Economic Insights: Strategic Developments
The administration of U.S. President Donald Trump is actively evaluating a strategy to intercept and inspect Iranian oil tankers in international waters, leveraging an international agreement designed to curb the proliferation of weapons of mass destruction.
Trump has committed to reinstating the “maximum pressure” campaign aimed at economically isolating Iran and diminishing its oil exports to zero, in order to prevent the nation from acquiring nuclear capabilities.
In this context, Trump has implemented two new rounds of sanctions during the initial weeks of his second term, targeting not only companies but also the so-called shadow fleet—obsolete oil tankers operating without Western insurance while transporting crude oil from sanctioned nations.
These sanctions echo the more limited measures taken by the prior administration under President Joe Biden, during which Iran managed to amplify its oil exports via intricate smuggling networks.
Sources indicate that Trump administration officials are exploring mechanisms to halt and search vessels navigating critical transit points, such as the Strait of Malacca and other vital maritime passages.
Delays in crude oil delivery to refineries are expected as a result of these actions, with potential reputational and financial penalties for participants in these supply chains.
As one source noted, “It’s not necessary to seize ships or apprehend individuals to instill a deterrent effect that makes this trade not worth the risk.” The uncertainty introduced by delayed deliveries disrupts the illegal trade networks.
The U.S. administration is considering the possibility of conducting inspections at sea under the auspices of the Proliferation Security Initiative, which was established in 2003 and aims to impede trafficking in weapons of mass destruction.
This initiative, led by the United States, has been endorsed by over 100 governments.
According to one source, this approach could empower foreign governments to target Iranian oil shipments upon Washington’s request, effectively delaying delivery operations and harming the supply chains crucial for Tehran’s revenue generation.
Discussions regarding maritime inspections have reportedly reached the National Security Council, which is responsible for policy formulation within the White House.
Whether the U.S. has preliminary agreements with countries that are part of the security initiative to gauge their willingness to cooperate with this proposal remains uncertain.
John Bolton, the former lead negotiator for the initiative, stated that utilizing this framework to impede Tehran’s oil exports “would be entirely justified.” He emphasized that the sale of oil clearly provides revenue for the Iranian government to fund proliferation activities and support terrorism.
On March 2, Iranian President Masoud Bouchakian informed Parliament that Trump had once again imposed sanctions on numerous vessels, generating ambiguity concerning the delivery of oil and gas shipments.
In light of past encounters, it is anticipated that attempts to detain Iranian oil shipments may provoke reactions from Tehran. The U.S. previously attempted to intercept two Iranian oil shipments in 2023 during the Biden administration, prompting Iran to detain foreign vessels—including one chartered by Chevron—which resulted in escalating crude oil prices.

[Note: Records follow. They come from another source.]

//! Sheet geometry.
//!
//! This module computes every pixel position on a contact sheet: cell
//! dimensions, grid and canvas size, and per-cell origins. Width is the
//! single authoritative sizing input; cell height is always derived from the
//! video's rotation-corrected aspect ratio, so thumbnails cannot be
//! distorted by mis-configured dimensions.

use crate::error::SheetError;

/// Whether a video is wider than tall or the other way around.
///
/// Classified from rotation-corrected dimensions; a portrait phone clip
/// stored as landscape-with-rotation-tag counts as vertical.
#[derive(Debug, Clone, Copy, PartialEq, Eq)]
pub enum Orientation {
    /// Width >= height after rotation correction.
    Horizontal,
    /// Height > width after rotation correction.
    Vertical,
}

impl Orientation {
    /// Classify rotation-corrected dimensions.
    pub fn classify(corrected_width: u32, corrected_height: u32) -> Self {
        if corrected_height > corrected_width {
            Orientation::Vertical
        } else {
            Orientation::Horizontal
        }
    }
}

/// The number of thumbnail columns and rows on a sheet.
#[derive(Debug, Clone, Copy, PartialEq, Eq)]
pub struct GridShape {
    /// Number of thumbnail columns.
    pub columns: u32,
    /// Number of thumbnail rows.
    pub rows: u32,
}

impl GridShape {
    /// Total number of cells (thumbnails) on the sheet.
    pub fn cell_count(self) -> u32 {
        self.columns * self.rows
    }
}

/// Pick the grid shape for a video's orientation.
///
/// Vertical videos substitute the alternate column/row counts where
/// configured; horizontal videos (and vertical videos without alternates)
/// use the base shape.
pub fn effective_grid(
    orientation: Orientation,
    columns: u32,
    rows: u32,
    vertical_columns: Option<u32>,
    vertical_rows: Option<u32>,
) -> GridShape {
    match orientation {
        Orientation::Horizontal => GridShape { columns, rows },
        Orientation::Vertical => GridShape {
            columns: vertical_columns.unwrap_or(columns),
            rows: vertical_rows.unwrap_or(rows),
        },
    }
}

/// Computed pixel geometry for one contact sheet.
///
/// Produced by [`SheetLayout::compute`]; deterministic for identical inputs.
#[derive(Debug, Clone, PartialEq, Eq)]
pub struct SheetLayout {
    /// Width of each thumbnail cell in pixels (uniform across the sheet).
    pub cell_width: u32,
    /// Height of each thumbnail cell in pixels.
    pub cell_height: u32,
    /// Final canvas width; may be a few pixels under the requested width
    /// because cell width is rounded down to whole pixels.
    pub canvas_width: u32,
    /// Final canvas height: header plus grid.
    pub canvas_height: u32,
    /// Height of the header region (zero when the header is disabled).
    pub header_height: u32,
    grid: GridShape,
    spacing: u32,
}

impl SheetLayout {
    /// Compute the sheet geometry.
    ///
    /// `aspect` is the rotation-corrected width/height ratio of the video.
    ///
    /// # Errors
    ///
    /// Returns [`SheetError::Layout`] when the spacing consumes the whole
    /// target width and no room is left for cells.
    pub fn compute(
        target_width: u32,
        grid: GridShape,
        spacing: u32,
        aspect: f64,
        header_height: u32,
    ) -> Result<Self, SheetError> {
        let GridShape { columns, rows } = grid;

        let gutters = i64::from(spacing) * i64::from(columns + 1);
        let available = i64::from(target_width) - gutters;
        let cell_width = if columns > 0 {
            available / i64::from(columns)
        } else {
            0
        };
        if cell_width <= 0 {
            return Err(SheetError::Layout {
                target_width,
                columns,
                spacing,
            });
        }

        let cell_width = cell_width as u32;
        let cell_height = (f64::from(cell_width) / aspect).round() as u32;

        let grid_width = spacing * (columns + 1) + cell_width * columns;
        let grid_height = spacing * (rows + 1) + cell_height * rows;

        Ok(SheetLayout {
            cell_width,
            cell_height,
            canvas_width: grid_width,
            canvas_height: header_height + grid_height,
            header_height,
            grid,
            spacing,
        })
    }

    /// Top-left pixel origin of the cell at `(row, col)`.
    pub fn cell_origin(&self, row: u32, col: u32) -> (u32, u32) {
        debug_assert!(row < self.grid.rows && col < self.grid.columns);
        let x = self.spacing + col * (self.cell_width + self.spacing);
        let y = self.header_height + self.spacing + row * (self.cell_height + self.spacing);
        (x, y)
    }
}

Ben Cahill, an energy analyst at the Energy and Environmental Systems Center at the University of Texas, noted that the current decline in oil prices could provide Trump with greater latitude to disrupt Iranian oil flows, including the implementation of sanctions on tanker companies and vessel detentions.
“If oil prices remain below $75 per barrel, the White House will have a wider range of sanctions that could impact supplies from Iran and other countries. Implementing such measures becomes significantly more challenging at prices around $92 per barrel,” he commented.
Cahill continued, expressing that a firm U.S. stance could potentially decrease Iranian exports by approximately 750,000 barrels per day in the short term. However, the longer the sanctions are in place, the less effective they may become, as Tehran and its buyers find methods to circumvent them.
Moreover, an increase in oil exports from the Kurdistan Region of Iraq could help offset any decline in Iranian exports. The U.S. has reportedly urged Iraq to resume oil exports from Kurdistan; failure to comply could result in sanctions comparable to those imposed on Iran.
Despite the sanctions introduced in recent years, the U.S. Energy Information Administration estimates that Iran’s oil exports generated around $53 billion in revenue in 2023, a slight decrease from $54 billion in the previous year, largely due to trade relations with China.
Iran relies heavily on its oil exports to China for necessary revenue. Similarly, Russia, which faces its own sanctions and restrictions, is increasingly targeting crude exports to China and India.
In the past several months, Finland and other European nations have expressed concerns over the environmental risks posed by ships navigating close to their shores, particularly regarding potential oil spills.
While European countries have discussed searching vessels carrying Russian oil, with little action taken, the discussion surrounding inspections of ships transporting Iranian oil remains largely untouched.